A five-year economic expansion in the euro zone is rapidly losing pace as weak demand from China takes a toll on the bloc’s top exporter, Germany, while France and Italy pay the price of home-brewed political woes.
This is complicating the ECB’s plans to dial back its aggressive stimulus policy, which helped bring the bloc back from the brink of deflation in 2016 but is out of sync with the current moderate but steady price growth.
The central bank wrapped up its 2.6 trillion euro ($3.00 trillion) bond purchases at the Dec. 12-13 meeting but ECB President Mario Draghi couched his policy message in warnings about growing risks, such as trade tensions between Washington and Beijing, and weaker economic data.
Minutes of the discussion suggested some policymakers would have liked Draghi to be even more cautious and at least some called for a discussion on a new round of cheap credit to banks — a key source of funding for lenders in Italy, Portugal and Spain.
This confirmed Reuters reports and was likely to cement market expectations for a new Targeted Long-Term Financing Operation in some form in the coming months.
“Looking ahead, the suggestion was made to revisit the contribution of targeted longer-term refinancing operations to the monetary policy stance,” the ECB said in its account of the December meeting.

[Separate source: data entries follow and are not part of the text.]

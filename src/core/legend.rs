//! Legend of executed tag queries
//!
//! The legend keeps at most one [`ActiveQuery`] per key/value pair and
//! publishes every change as a [`LegendEvent`] on a broadcast channel.

use std::fmt;

use chrono::{DateTime, Utc};
use log::debug;
use serde::Serialize;
use tokio::sync::broadcast;

use crate::core::color::{query_color, Color};

/// Buffered events per subscriber before the oldest are dropped
const EVENT_CAPACITY: usize = 64;

/// Stable identifier of a query overlay
#[derive(Debug, Clone, PartialEq, Eq, Hash, PartialOrd, Ord, Serialize)]
#[serde(transparent)]
pub struct OverlayId(String);

impl OverlayId {
    /// `tag_{key}_{value}` for key=value queries, `key_{key}_any` when the
    /// value is missing or blank
    pub fn for_tag(key: &str, value: Option<&str>) -> Self {
        let key = key.trim();
        match value.map(str::trim).filter(|value| !value.is_empty()) {
            Some(value) => OverlayId(format!("tag_{key}_{value}")),
            None => OverlayId(format!("key_{key}_any")),
        }
    }

    pub fn as_str(&self) -> &str {
        &self.0
    }
}

impl fmt::Display for OverlayId {
    fn fmt(&self, f: &mut fmt::Formatter<'_>) -> fmt::Result {
        f.write_str(&self.0)
    }
}

/// A legend entry
#[derive(Debug, Clone, PartialEq, Serialize)]
pub struct ActiveQuery {
    pub id: OverlayId,
    pub key: String,
    pub value: Option<String>,
    pub color: Color,
    /// Features carrying tags in the last result, 0 until it arrives
    pub count: usize,
    pub visible: bool,
    pub created_at: DateTime<Utc>,
}

/// Change notifications published by [`QueryLegend`]
#[derive(Debug, Clone, PartialEq)]
pub enum LegendEvent {
    Added(OverlayId),
    Removed(OverlayId),
    CountUpdated { id: OverlayId, count: usize },
    VisibilityChanged { id: OverlayId, visible: bool },
}

/// Ordered registry of active queries
#[derive(Debug)]
pub struct QueryLegend {
    queries: Vec<ActiveQuery>,
    events: broadcast::Sender<LegendEvent>,
}

impl Default for QueryLegend {
    fn default() -> Self {
        Self::new()
    }
}

impl QueryLegend {
    pub fn new() -> Self {
        let (events, _) = broadcast::channel(EVENT_CAPACITY);
        Self {
            queries: Vec::new(),
            events,
        }
    }

    /// Receive every event published after this call
    pub fn subscribe(&self) -> broadcast::Receiver<LegendEvent> {
        self.events.subscribe()
    }

    /// Register a query with count 0 and visible, replacing any entry for
    /// the same pair in place
    pub fn add_query(&mut self, key: &str, value: Option<&str>) -> ActiveQuery {
        let id = OverlayId::for_tag(key, value);
        let query = ActiveQuery {
            color: query_color(id.as_str(), false),
            id: id.clone(),
            key: key.trim().to_string(),
            value: value
                .map(str::trim)
                .filter(|value| !value.is_empty())
                .map(str::to_string),
            count: 0,
            visible: true,
            created_at: Utc::now(),
        };

        match self.position(&id) {
            Some(pos) => {
                debug!("Replacing legend entry {id}");
                self.queries[pos] = query.clone();
            }
            None => {
                debug!("Adding legend entry {id}");
                self.queries.push(query.clone());
            }
        }

        self.publish(LegendEvent::Added(id));
        query
    }

    pub fn remove_query(&mut self, id: &OverlayId) -> Option<ActiveQuery> {
        let pos = self.position(id)?;
        let removed = self.queries.remove(pos);
        self.publish(LegendEvent::Removed(id.clone()));
        Some(removed)
    }

    /// Returns false when no entry exists for `id`
    pub fn update_count(&mut self, id: &OverlayId, count: usize) -> bool {
        let Some(pos) = self.position(id) else {
            return false;
        };
        self.queries[pos].count = count;
        self.publish(LegendEvent::CountUpdated { id: id.clone(), count });
        true
    }

    /// Returns false when no entry exists for `id`
    pub fn update_visibility(&mut self, id: &OverlayId, visible: bool) -> bool {
        let Some(pos) = self.position(id) else {
            return false;
        };
        self.queries[pos].visible = visible;
        self.publish(LegendEvent::VisibilityChanged { id: id.clone(), visible });
        true
    }

    pub fn get(&self, id: &OverlayId) -> Option<&ActiveQuery> {
        self.queries.iter().find(|query| &query.id == id)
    }

    /// Entries in registration order
    pub fn queries(&self) -> &[ActiveQuery] {
        &self.queries
    }

    pub fn visible_queries(&self) -> Vec<ActiveQuery> {
        self.queries.iter().filter(|query| query.visible).cloned().collect()
    }

    /// Remove every entry, publishing one `Removed` event each
    pub fn clear(&mut self) {
        for query in std::mem::take(&mut self.queries) {
            self.publish(LegendEvent::Removed(query.id));
        }
    }

    pub fn len(&self) -> usize {
        self.queries.len()
    }

    pub fn is_empty(&self) -> bool {
        self.queries.is_empty()
    }

    fn position(&self, id: &OverlayId) -> Option<usize> {
        self.queries.iter().position(|query| &query.id == id)
    }

    fn publish(&self, event: LegendEvent) {
        // Sending only fails when nobody is subscribed
        let _ = self.events.send(event);
    }
}
//! Transition and evaluation logic for pyramid tic-tac-toe.

use crate::config::PyramidConfig;
use crate::contracts::{Contract, MoveContract};
use crate::error::GeometryError;
use crate::geometry::{BoardGeometry, Cell};
use crate::rules;
use crate::types::{GameState, Marker};
use tracing::{debug, instrument};

/// Pyramid tic-tac-toe engine.
///
/// Holds only the board geometry. States are passed in and fresh states are
/// returned, so one engine can serve any number of concurrent searches.
#[derive(Debug, Clone, Default, PartialEq, Eq)]
pub struct GameEngine {
    geometry: BoardGeometry,
}

impl GameEngine {
    /// Creates an engine for the given board.
    pub fn new(geometry: BoardGeometry) -> Self {
        Self { geometry }
    }

    /// Creates an engine from row sizes listed from the apex downward.
    ///
    /// # Errors
    ///
    /// Fails if the profile is empty or has an empty row.
    #[instrument]
    pub fn from_profile(profile: &[usize]) -> Result<Self, GeometryError> {
        BoardGeometry::new(profile).map(Self::new)
    }

    /// Creates an engine from a loaded configuration.
    ///
    /// # Errors
    ///
    /// Fails if the configured profile is malformed.
    #[instrument(skip(config))]
    pub fn from_config(config: &PyramidConfig) -> Result<Self, GeometryError> {
        config.geometry().map(Self::new)
    }

    /// The board this engine plays on.
    pub fn geometry(&self) -> &BoardGeometry {
        &self.geometry
    }

    /// Empty board, first marker to move, every cell available in canonical order.
    #[instrument(skip(self))]
    pub fn initial_state(&self) -> GameState {
        GameState::opening(self.geometry.canonical_coordinates())
    }

    /// Moves available from `state`.
    ///
    /// Maintained by [`GameEngine::apply`], so no recomputation happens here.
    pub fn legal_moves<'s>(&self, state: &'s GameState) -> &'s [Cell] {
        state.remaining_moves()
    }

    /// Plays `cell` for the active player and returns the resulting state.
    ///
    /// A cell that is not among the remaining moves is ignored: the input
    /// state comes back unchanged. So is any move on a state that breaks the
    /// board's invariants, such as one built for a different profile. The outcome is computed only from lines
    /// through `cell`. If `state` already carries an outcome, the child keeps
    /// it.
    #[instrument(skip(self, state), fields(cell = %cell, mover = %state.active_player()))]
    pub fn apply(&self, state: &GameState, cell: Cell) -> GameState {
        if let Err(error) = MoveContract::pre(&self.geometry, state, cell) {
            debug!(%error, "Ignoring move");
            return state.clone();
        }

        let mover = state.active_player();
        let mut board = state.board().clone();
        board.place(cell, mover);

        let remaining_moves = state
            .remaining_moves()
            .iter()
            .copied()
            .filter(|&remaining| remaining != cell)
            .collect();

        let cached_outcome = if state.cached_outcome() != 0 {
            debug!(outcome = state.cached_outcome(), "Advancing a decided game");
            state.cached_outcome()
        } else {
            rules::compute_outcome(&board, cell, mover)
        };

        let next = GameState {
            active_player: mover.opponent(),
            board,
            remaining_moves,
            cached_outcome,
        };

        debug_assert_eq!(
            MoveContract::post(&self.geometry, state, &next),
            Ok(()),
            "Transition broke an invariant"
        );

        if self.terminal_test(&next) {
            debug!(status = ?next.status(), "Game over");
        }

        next
    }

    /// Whether the game has ended: a line was completed or no moves remain.
    pub fn terminal_test(&self, state: &GameState) -> bool {
        state.cached_outcome() != 0 || rules::is_full(state)
    }

    /// Value of `state` to `player`: +1 win, -1 loss, 0 draw or undecided.
    pub fn utility(&self, state: &GameState, player: Marker) -> i8 {
        state.cached_outcome().signum() * player.sign()
    }

    /// Applies `moves` in order from the initial state.
    ///
    /// Illegal entries are skipped under the same policy as [`GameEngine::apply`].
    #[instrument(skip(self, moves), fields(moves = moves.len()))]
    pub fn replay(&self, moves: &[Cell]) -> GameState {
        moves
            .iter()
            .fold(self.initial_state(), |state, &cell| self.apply(&state, cell))
    }
}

A new TLTRO would also help banks meet a regulatory requirement to have a certain amount of multi-year funding in place, known as the Net Stable Funding Ratio, and prevent a “cliff edge” as the previous round nears maturity in 2021.
Some rate-setters called for the ECB’s policy message to say that risks to economic growth in the euro area were “tilted to the downside” — a phrase that has in the past signaled easier policy ahead.
In the end the ECB opted for a compromise solution, where risks were described as being balanced but “moving to the downside”. But the minutes laid bare a cautious attitude among rate-setters.
“It was underlined that the situation remained fragile and fluid, as risks could quickly regain prominence or new uncertainties could emerge,” the ECB said in the minutes.
The minutes also suggested that policymakers’ view of when the ECB’s first rate hike since 2011 will come chimes with expectations among investors. The likely timing as indicated by market pricings had been pushed back to late 2019 before the December meeting and is currently seen only sometime in 2020.
The ECB said last year that interest rates would stay at their current, record low level at least through the summer of 2019.
The ECB’s stance chimed with the dovish message delivered by the U.S. Federal Reserve in its own minutes on Wednesday.
Rate-setters there said they would wait to deliver more interest rate hikes until they had a better handle on whether slowing global growth and financial market volatility would hurt the domestic economy.